### WHAT YOU NEED TO DO
The line containing "the implementation's concern." marks the end: write out exactly every line from the first line of the data below through that line, and only those.

-- DATA RECORDS follows --

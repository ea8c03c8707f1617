//! Error types for pwnyaa-storage.

use std::path::PathBuf;
use thiserror::Error;

/// Storage error types.
#[derive(Debug, Error)]
pub enum StorageError {
    /// IO error during file operations.
    #[error("IO error: {0}")]
    Io(#[from] std::io::Error),

    /// JSON serialization/deserialization error.
    #[error("JSON error: {0}")]
    Json(#[from] serde_json::Error),

    /// No contest with this id is tracked.
    #[error("Contest not found: {0}")]
    ContestNotFound(u32),

    /// Invalid path.
    #[error("Invalid path: {0}")]
    InvalidPath(PathBuf),

    /// Home directory not found.
    #[error("Could not determine home/data directory")]
    HomeDirNotFound,
}

/// Result type for storage operations.
pub type Result<T> = std::result::Result<T, StorageError>;
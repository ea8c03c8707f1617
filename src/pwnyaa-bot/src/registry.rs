//! The set of tracked sites.

use std::sync::Arc;

use pwnyaa_sites::CtfSite;
use pwnyaa_storage::Contest;

/// Tracked sites, looked up by the contest they back.
#[derive(Clone, Default)]
pub struct SiteRegistry {
    sites: Vec<Arc<dyn CtfSite>>,
}

impl SiteRegistry {
    pub fn new(sites: Vec<Arc<dyn CtfSite>>) -> Self {
        Self { sites }
    }

    pub fn iter(&self) -> impl Iterator<Item = &Arc<dyn CtfSite>> {
        self.sites.iter()
    }

    /// Site backing `contest`, matched by id and then by title.
    pub fn for_contest(&self, contest: &Contest) -> Option<Arc<dyn CtfSite>> {
        self.sites
            .iter()
            .find(|s| s.descriptor().id == contest.id)
            .or_else(|| {
                self.sites
                    .iter()
                    .find(|s| s.descriptor().title == contest.title)
            })
            .cloned()
    }
}

impl std::fmt::Debug for SiteRegistry {
    fn fmt(&self, f: &mut std::fmt::Formatter<'_>) -> std::fmt::Result {
        f.debug_list()
            .entries(self.sites.iter().map(|s| &s.descriptor().title))
            .finish()
    }
}
//! Achievement unlocking.

use std::sync::Arc;

use async_trait::async_trait;
use pwnyaa_slack::ChatPoster;
use tracing::info;

use crate::config::PostingIdentity;
use crate::error::Result;
use crate::format;

/// Receives achievement unlocks. Unlocking an already held achievement is
/// the implementation's concern.
#[async_trait]
pub trait AchievementUnlocker: Send + Sync {
    async fn unlock(&self, slack_id: &str, achievement: &str) -> Result<()>;
}

/// Announces unlocks in a channel.
pub struct ChannelAnnouncer {
    chat: Arc<dyn ChatPoster>,
    channel: String,
    identity: PostingIdentity,
}

impl ChannelAnnouncer {
    pub fn new(chat: Arc<dyn ChatPoster>, channel: impl Into<String>, identity: PostingIdentity) -> Self {
        Self {
            chat,
            channel: channel.into(),
            identity,
        }
    }
}

#[async_trait]
impl AchievementUnlocker for ChannelAnnouncer {
    async fn unlock(&self, slack_id: &str, achievement: &str) -> Result<()> {
        info!(slack_id, achievement, "Achievement unlocked");
        self.chat
            .post_message(
                &self.channel,
                self.identity
                    .message(format::achievement_unlocked(slack_id, achievement)),
            )
            .await?;
        Ok(())
    }
}
//! pwnable.tw: challenge list, login, and user profiles.

use std::time::Duration;

use async_trait::async_trait;
use reqwest::Client;
use reqwest::header::{REFERER, SET_COOKIE};
use scraper::Html;
use secrecy::{ExposeSecret, SecretString};
use tracing::{debug, info, warn};

use crate::error::{SiteError, SiteResult};
use crate::http::{self, DEFAULT_TIMEOUT};
use crate::parser::{
    SiteParser, element_text, first, nth_text, parse_affixed, parse_timestamp, selector,
};
use crate::retry::{Retry, RetryConfig};
use crate::site::CtfSite;
use crate::types::{Challenge, Profile, SiteDescriptor, SolvedInfo};

/// Public address of pwnable.tw.
pub const BASE_URL: &str = "https://pwnable.tw";

const SESSION_COOKIE: &str = "sessionid=";

/// Login credentials for pwnable.tw.
#[derive(Clone)]
pub struct TwCredentials {
    username: String,
    password: SecretString,
}

impl TwCredentials {
    pub fn new(username: impl Into<String>, password: impl Into<String>) -> Self {
        Self {
            username: username.into(),
            password: SecretString::from(password.into()),
        }
    }

    pub fn username(&self) -> &str {
        &self.username
    }
}

impl std::fmt::Debug for TwCredentials {
    fn fmt(&self, f: &mut std::fmt::Formatter<'_>) -> std::fmt::Result {
        f.debug_struct("TwCredentials")
            .field("username", &self.username)
            .field("password", &"[REDACTED]")
            .finish()
    }
}

/// Selector-based parser for pwnable.tw pages.
#[derive(Debug, Clone, Copy, Default)]
pub struct TwParser;

impl TwParser {
    fn parse_solved(document: &Html) -> Vec<SolvedInfo> {
        let (Some(rows), Some(cell)) = (
            selector("table#solved-challenges > tbody > tr"),
            selector("td"),
        ) else {
            return Vec::new();
        };

        document
            .select(&rows)
            .filter_map(|row| {
                let name = nth_text(row, &cell, 0)?;
                let score = parse_affixed(&nth_text(row, &cell, 1)?, "", " pts")?;
                let solved_at = parse_timestamp(&nth_text(row, &cell, 2)?)?;
                Some(SolvedInfo {
                    name,
                    score,
                    solved_at,
                })
            })
            .collect()
    }
}

impl SiteParser for TwParser {
    fn parse_challenges(&self, html: &str) -> Vec<Challenge> {
        let document = Html::parse_document(html);
        let (Some(entry), Some(name_sel), Some(score_sel)) = (
            selector("li.challenge-entry"),
            selector("div.challenge-info > .title > p > .tititle"),
            selector("div.challenge-info > .title > p > .score"),
        ) else {
            return Vec::new();
        };

        document
            .select(&entry)
            .filter_map(|item| {
                let id = parse_affixed(item.value().attr("id")?, "challenge-id-", "")?;
                let name = item.select(&name_sel).next().map(element_text)?;
                let score = item
                    .select(&score_sel)
                    .next()
                    .map(element_text)
                    .and_then(|s| parse_affixed(&s, "", " pts"))?;
                Some(Challenge { id, name, score })
            })
            .collect()
    }

    fn parse_profile(&self, html: &str) -> Option<Profile> {
        let document = Html::parse_document(html);
        let card = first(&document, "div.col-md-8 > div.row > div.col-md-9")?;
        let field = selector("div.row > div.col-md-10")?;
        let at = |nth| nth_text(card, &field, nth).unwrap_or_default();

        let username = at(0);
        if username.is_empty() {
            return None;
        }

        Some(Profile {
            username,
            country: at(1),
            rank: at(2),
            score: at(3),
            comment: at(4),
            registered_at: at(5),
            solved: Self::parse_solved(&document),
        })
    }
}

/// pwnable.tw client.
///
/// Profile pages need a session, so every profile lookup performs a fresh
/// login with its own cookie jar.
pub struct PwnableTw {
    descriptor: SiteDescriptor,
    base_url: String,
    credentials: Option<TwCredentials>,
    parser: TwParser,
    client: Client,
    retry: Retry,
    timeout: Duration,
}

impl PwnableTw {
    /// Create a client against the public site.
    pub fn new(credentials: Option<TwCredentials>) -> SiteResult<Self> {
        Ok(Self {
            descriptor: SiteDescriptor {
                id: 0,
                title: "pwnable.tw".to_string(),
                url: BASE_URL.to_string(),
                default_alias: "tw".to_string(),
            },
            base_url: BASE_URL.to_string(),
            credentials,
            parser: TwParser,
            client: http::plain_client(DEFAULT_TIMEOUT)?,
            retry: Retry::default(),
            timeout: DEFAULT_TIMEOUT,
        })
    }

    /// Point requests at another host. The descriptor URL is unchanged.
    pub fn with_base_url(mut self, base_url: impl Into<String>) -> Self {
        self.base_url = base_url.into().trim_end_matches('/').to_string();
        self
    }

    pub fn with_retry(mut self, config: RetryConfig) -> Self {
        self.retry = Retry::new(config);
        self
    }

    /// Log in on `session` and confirm a session cookie was issued.
    async fn login(&self, session: &Client, credentials: &TwCredentials) -> SiteResult<()> {
        let login_url = format!("{}/user/login", self.base_url);

        let page = http::get_text(session, &self.retry, &login_url).await?;
        let token = csrf_token(&page)
            .ok_or_else(|| SiteError::Login("csrfmiddlewaretoken not found on login page".into()))?;

        let form = [
            ("csrfmiddlewaretoken", token.as_str()),
            ("username", credentials.username()),
            ("password", credentials.password.expose_secret()),
        ];
        let response = session
            .post(&login_url)
            .header(REFERER, format!("{}/", self.base_url))
            .form(&form)
            .send()
            .await?;

        let has_session = response
            .headers()
            .get_all(SET_COOKIE)
            .iter()
            .filter_map(|v| v.to_str().ok())
            .any(|v| v.trim_start().starts_with(SESSION_COOKIE));

        if has_session {
            debug!(user = credentials.username(), "Logged in to pwnable.tw");
            Ok(())
        } else {
            Err(SiteError::Login(format!(
                "no session cookie (HTTP {})",
                response.status().as_u16()
            )))
        }
    }

    async fn try_fetch_profile(&self, id_ctf: &str) -> SiteResult<Option<Profile>> {
        let session = http::session_client(self.timeout)?;
        match &self.credentials {
            Some(credentials) => self.login(&session, credentials).await?,
            None => warn!("No pwnable.tw credentials configured, fetching profile anonymously"),
        }

        let url = format!("{}/user/{}", self.base_url, id_ctf);
        let page = http::get_text(&session, &self.retry, &url).await?;
        Ok(self.parser.parse_profile(&page))
    }
}

/// Value of the hidden anti-forgery input on a login form.
fn csrf_token(html: &str) -> Option<String> {
    let document = Html::parse_document(html);
    first(&document, "input[name=csrfmiddlewaretoken]")?
        .value()
        .attr("value")
        .map(str::to_string)
}

#[async_trait]
impl CtfSite for PwnableTw {
    fn descriptor(&self) -> &SiteDescriptor {
        &self.descriptor
    }

    async fn fetch_challenges(&self) -> SiteResult<Vec<Challenge>> {
        let url = format!("{}/challenge/", self.base_url);
        let page = http::get_text(&self.client, &self.retry, &url).await?;
        let challenges = self.parser.parse_challenges(&page);
        info!(site = "pwnable.tw", count = challenges.len(), "Fetched challenges");
        Ok(challenges)
    }

    async fn fetch_profile(&self, id_ctf: &str) -> Option<Profile> {
        match self.try_fetch_profile(id_ctf).await {
            Ok(Some(profile)) => Some(profile),
            Ok(None) => {
                debug!(user = id_ctf, "pwnable.tw profile page did not match");
                None
            }
            Err(e) => {
                warn!(user = id_ctf, error = %e, "pwnable.tw profile lookup failed");
                None
            }
        }
    }
}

-- DATA RECORDS concluded --

### EXERCISE OUTPUT
repository ea8c03c8707f1617
//! Error types for pwnyaa-storage.

use std::path::PathBuf;
use thiserror::Error;

/// Storage error types.
#[derive(Debug, Error)]
pub enum StorageError {
    /// IO error during file operations.
    #[error("IO error: {0}")]
    Io(#[from] std::io::Error),

    /// JSON serialization/deserialization error.
    #[error("JSON error: {0}")]
    Json(#[from] serde_json::Error),

    /// No contest with this id is tracked.
    #[error("Contest not found: {0}")]
    ContestNotFound(u32),

    /// Invalid path.
    #[error("Invalid path: {0}")]
    InvalidPath(PathBuf),

    /// Home directory not found.
    #[error("Could not determine home/data directory")]
    HomeDirNotFound,
}

/// Result type for storage operations.
pub type Result<T> = std::result::Result<T, StorageError>;
repository ea8c03c8707f1617
filename src/pwnyaa-bot/src/registry.rs
//! The set of tracked sites.

use std::sync::Arc;

use pwnyaa_sites::CtfSite;
use pwnyaa_storage::Contest;

/// Tracked sites, looked up by the contest they back.
#[derive(Clone, Default)]
pub struct SiteRegistry {
    sites: Vec<Arc<dyn CtfSite>>,
}

impl SiteRegistry {
    pub fn new(sites: Vec<Arc<dyn CtfSite>>) -> Self {
        Self { sites }
    }

    pub fn iter(&self) -> impl Iterator<Item = &Arc<dyn CtfSite>> {
        self.sites.iter()
    }

    /// Site backing `contest`, matched by id and then by title.
    pub fn for_contest(&self, contest: &Contest) -> Option<Arc<dyn CtfSite>> {
        self.sites
            .iter()
            .find(|s| s.descriptor().id == contest.id)
            .or_else(|| {
                self.sites
                    .iter()
                    .find(|s| s.descriptor().title == contest.title)
            })
            .cloned()
    }
}

impl std::fmt::Debug for SiteRegistry {
    fn fmt(&self, f: &mut std::fmt::Formatter<'_>) -> std::fmt::Result {
        f.debug_list()
            .entries(self.sites.iter().map(|s| &s.descriptor().title))
            .finish()
    }
}
//! Achievement unlocking.

use std::sync::Arc;

use async_trait::async_trait;
use pwnyaa_slack::ChatPoster;
use tracing::info;

use crate::config::PostingIdentity;
use crate::error::Result;
use crate::format;

/// Receives achievement unlocks. Unlocking an already held achievement is
/// the implementation's concern.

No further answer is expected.